4.次のコマンドを使用して、すべての接続とリスニングポートの一覧を取得します:
netstat -a -b -n -o -p TCP | findstr :7000
1.応答に何も文字列が含まれていない場合、ポート7000は空いており、ドライバーの動作に使用できます。以降の手順はスキップできます。
2.手順4のコマンドへの応答が次のようであった場合:
TCP 0.0.0.0:7000 0.0.0.0:0 LISTENING 1840
1.上記の行の最後の数字がプロセスID(PID)です。これを使用して、次のコマンドでプロセス名に関する情報を取得できます(1840の代わりにご自身の番号を使用してください):
tasklist /fi "PID eq 1840"
1.tasklistコマンドの結果には、ポート7000でリスニングしているプロセスに関する情報が含まれます。出力例:
Image Name PID Session Name Session# Mem Usage
========================= ======== ================ =========== ============
c3bridge.exe 1840 Console 1 5,912 K
1.ポートがKukavarProxy.exeまたはc3bridge.exeプロセスによって使用されている場合、システムは選択したドライバーで動作する準備が整っています。ポートが他のアプリケーションによって使用されている場合は、そのアプリケーションを終了するか、C3 Bridge Serverのポート番号を変更する必要があります。
KUKAVARPROXYを使用していて、C3 Bridge Serverにアップグレードしたい場合、特別なアンインストール手順は必要ありません。KUKA HMIを最小化し、KUKAVARPROXYを閉じ、システム起動時に自動的に読み込まれないようにしてください(START→All programs→Startupにショートカットがないこと)。KUKAVARPROXYの実行ファイルを削除する必要はありません。

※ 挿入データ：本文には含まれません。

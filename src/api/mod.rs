//! Low-level Engine API client
//!
//! [`ApiClient`] owns the transport and the negotiated version. Each
//! resource group (containers, images, networks, ...) lives in its own
//! module as an `impl ApiClient` block, so the call surface stays flat:
//! `api.inspect_container(id)`, `api.pull("alpine", &PullOptions::default())`, and so on.

mod container;
pub mod decode;
mod exec;
pub mod frames;
mod image;
mod network;
pub mod request;
mod service;
pub mod stream;
mod swarm;
mod system;
mod volume;

use std::sync::Arc;
use std::time::Duration;

use serde::de::DeserializeOwned;

use crate::config::{ApiVersionSpec, ClientConfig};
use crate::transport::{HttpTransport, Request, Response, Transport};
use crate::version::{ApiVersion, VersionGate};
use crate::{Error, Result};

pub use container::{
    AttachOptions, CommitOptions, ListContainersOptions, LogsOptions, RemoveContainerOptions,
    Tail, UpdateContainerOptions,
};
pub use decode::RawStream;
pub use exec::{ExecCreateOptions, ExecStartOptions};
pub use frames::{LogStream, StdStream};
pub use image::{BuildOptions, ListImagesOptions, PullOptions, PushOptions, RemoveImageOptions};
pub use network::{ConnectOptions, CreateNetworkOptions};
pub use request::{resolve_identifier, Identifier, Query};
pub use service::ServiceOptions;
pub use stream::{JsonStream, ProgressEvent, ProgressStream};
pub use swarm::{InitSwarmOptions, JoinSwarmOptions};
pub use system::EventsOptions;
pub use volume::CreateVolumeOptions;

/// Low-level client: one method per Engine endpoint
pub struct ApiClient {
    transport: Arc<dyn Transport>,
    gate: VersionGate,
    timeout: Duration,
}

impl ApiClient {
    /// Connect with the built-in transport
    pub fn new(config: &ClientConfig) -> Result<Self> {
        let transport = HttpTransport::new(config)?;
        Self::with_transport(Arc::new(transport), config)
    }

    /// Use a caller-supplied transport; negotiates the version if asked to
    pub fn with_transport(transport: Arc<dyn Transport>, config: &ClientConfig) -> Result<Self> {
        let version = match &config.version {
            ApiVersionSpec::Pinned(v) => v.clone(),
            ApiVersionSpec::Auto => negotiate(transport.as_ref())?,
        };

        tracing::debug!(version = %version, "API client ready");

        Ok(Self {
            transport,
            gate: VersionGate::new(version),
            timeout: config.timeout,
        })
    }

    /// Negotiated or pinned API version
    pub fn api_version(&self) -> &ApiVersion {
        self.gate.version()
    }

    pub fn gate(&self) -> &VersionGate {
        &self.gate
    }

    pub fn timeout(&self) -> Duration {
        self.timeout
    }

    /// Versioned path: `/v1.24/containers/json`
    pub fn url(&self, path: &str) -> String {
        format!("/v{}{}", self.gate.version(), path)
    }

    pub fn url_with_query(&self, path: &str, query: &Query) -> String {
        if query.is_empty() {
            self.url(path)
        } else {
            format!("{}?{}", self.url(path), query.encode())
        }
    }

    pub(crate) fn require(&self, min: &str, feature: &str) -> Result<()> {
        self.gate.require(min, feature)
    }

    /// Send through the transport and map non-2xx statuses to errors
    pub fn send(&self, request: Request) -> Result<Response> {
        let method = request.method.clone();
        let path = request.route().to_string();
        tracing::debug!(%method, %path, stream = request.stream, "sending request");
        decode::check_status(self.transport.send(request)?)
    }

    /// Send without status mapping, for callers that tolerate some errors
    pub(crate) fn send_unchecked(&self, request: Request) -> Result<Response> {
        self.transport.send(request)
    }

    pub(crate) fn get_json<T: DeserializeOwned>(&self, path: &str, query: &Query) -> Result<T> {
        decode::json(self.send(Request::get(self.url_with_query(path, query)))?)
    }

    pub(crate) fn post_json<T: DeserializeOwned, B: serde::Serialize + ?Sized>(
        &self,
        path: &str,
        query: &Query,
        body: Option<&B>,
    ) -> Result<T> {
        let mut request = Request::post(self.url_with_query(path, query));
        if let Some(body) = body {
            request = request.json(body)?;
        }
        decode::json(self.send(request)?)
    }

    pub(crate) fn post_empty(&self, path: &str, query: &Query) -> Result<()> {
        decode::no_content(self.send(Request::post(self.url_with_query(path, query)))?)
    }

    pub(crate) fn delete(&self, path: &str, query: &Query) -> Result<()> {
        decode::no_content(self.send(Request::delete(self.url_with_query(path, query)))?)
    }
}

/// Ask the daemon which API version it speaks
fn negotiate(transport: &dyn Transport) -> Result<ApiVersion> {
    let probe = || -> Result<ApiVersion> {
        let response = decode::check_status(transport.send(Request::get("/version"))?)?;
        let body: serde_json::Value = decode::json(response)?;
        let version = body
            .get("ApiVersion")
            .and_then(|v| v.as_str())
            .ok_or_else(|| Error::InvalidVersion("daemon did not report ApiVersion".into()))?;
        ApiVersion::parse(version)
    };

    match probe() {
        Ok(version) => {
            tracing::info!(version = %version, "negotiated API version");
            Ok(version)
        }
        Err(e) => Err(Error::Connection(format!(
            "error while fetching server API version: {}",
            e
        ))),
    }
}

#[cfg(test)]
mod tests {
    use super::*;
    use crate::transport::MockTransport;
    use http::StatusCode;
    use serde_json::json;

    fn client(version: &str, transport: MockTransport) -> ApiClient {
        let config = ClientConfig::builder()
            .version(ApiVersion::parse(version).unwrap())
            .build();
        ApiClient::with_transport(Arc::new(transport), &config).unwrap()
    }

    #[test]
    fn test_url_composition() {
        let api = client("1.24", MockTransport::new());
        assert_eq!(api.url("/containers/json"), "/v1.24/containers/json");
        let query = Query::new().flag("all", true);
        assert_eq!(
            api.url_with_query("/containers/json", &query),
            "/v1.24/containers/json?all=1"
        );
    }

    #[test]
    fn test_auto_negotiation() {
        let mut transport = MockTransport::new();
        transport
            .expect_send()
            .withf(|req| req.path == "/version")
            .times(1)
            .returning(|_| Ok(Response::json(StatusCode::OK, &json!({"ApiVersion": "1.25"}))));

        let config = ClientConfig::builder().auto_version().build();
        let api = ApiClient::with_transport(Arc::new(transport), &config).unwrap();
        assert_eq!(api.api_version(), &ApiVersion::new(1, 25));
    }

    #[test]
    fn test_failed_negotiation_is_connection_error() {
        let mut transport = MockTransport::new();
        transport
            .expect_send()
            .returning(|_| Err(Error::Connection("refused".into())));

        let config = ClientConfig::builder().auto_version().build();
        let result = ApiClient::with_transport(Arc::new(transport), &config);
        assert!(matches!(result, Err(Error::Connection(_))));
    }

    #[test]
    fn test_error_status_is_mapped() {
        let mut transport = MockTransport::new();
        transport.expect_send().returning(|_| {
            Ok(Response::from_bytes(
                StatusCode::INTERNAL_SERVER_ERROR,
                r#"{"message":"daemon exploded"}"#,
            ))
        });
        let api = client("1.24", transport);
        let err = api.get_json::<serde_json::Value>("/info", &Query::new()).unwrap_err();
        assert_eq!(err.status_code(), Some(StatusCode::INTERNAL_SERVER_ERROR));
    }
}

制御システムの自動設定または手動設定の手順が失敗することがあります。多くの場合、これは$config.datファイルを上書きできないことが原因です。このファイルは、上級権限(エキスパート)を持つユーザーのみが編集できます。さらに、ロボットとサブミットのすべてのインタープリターを停止しておく必要があります。ロボットインタープリターを停止するには、選択されているプログラムをキャンセルするか、制御システムを読み込んだばかりの場合はプログラムを選択しないようにします。サブミットインタープリターをキャンセルするには、以下の図に示すように、KRC2システムとKRC4システムそれぞれについてHMIを使用します:
すべてのインタープリターを停止した後も$config.datファイルがロックされている場合は、ロボット制御システムのソフトウェア部分の実行を完全に停止することができます。KRC2システムでは、ステータスインジケーター(S I R)の隣にある四角い領域をクリックし、Exitボタンをクリックします:
KRC4システムでは、トレイ領域にある緑色のロボットアイコンをクリックし、Stop KRCを選択します:
制御ソフトウェアを停止した後、ファイルC:\KRC\ROBOTER\KRC\R1\System\$config.datを任意のテキストエディターで編集できます。変更を適用するには、オペレーティングシステムを再起動してください。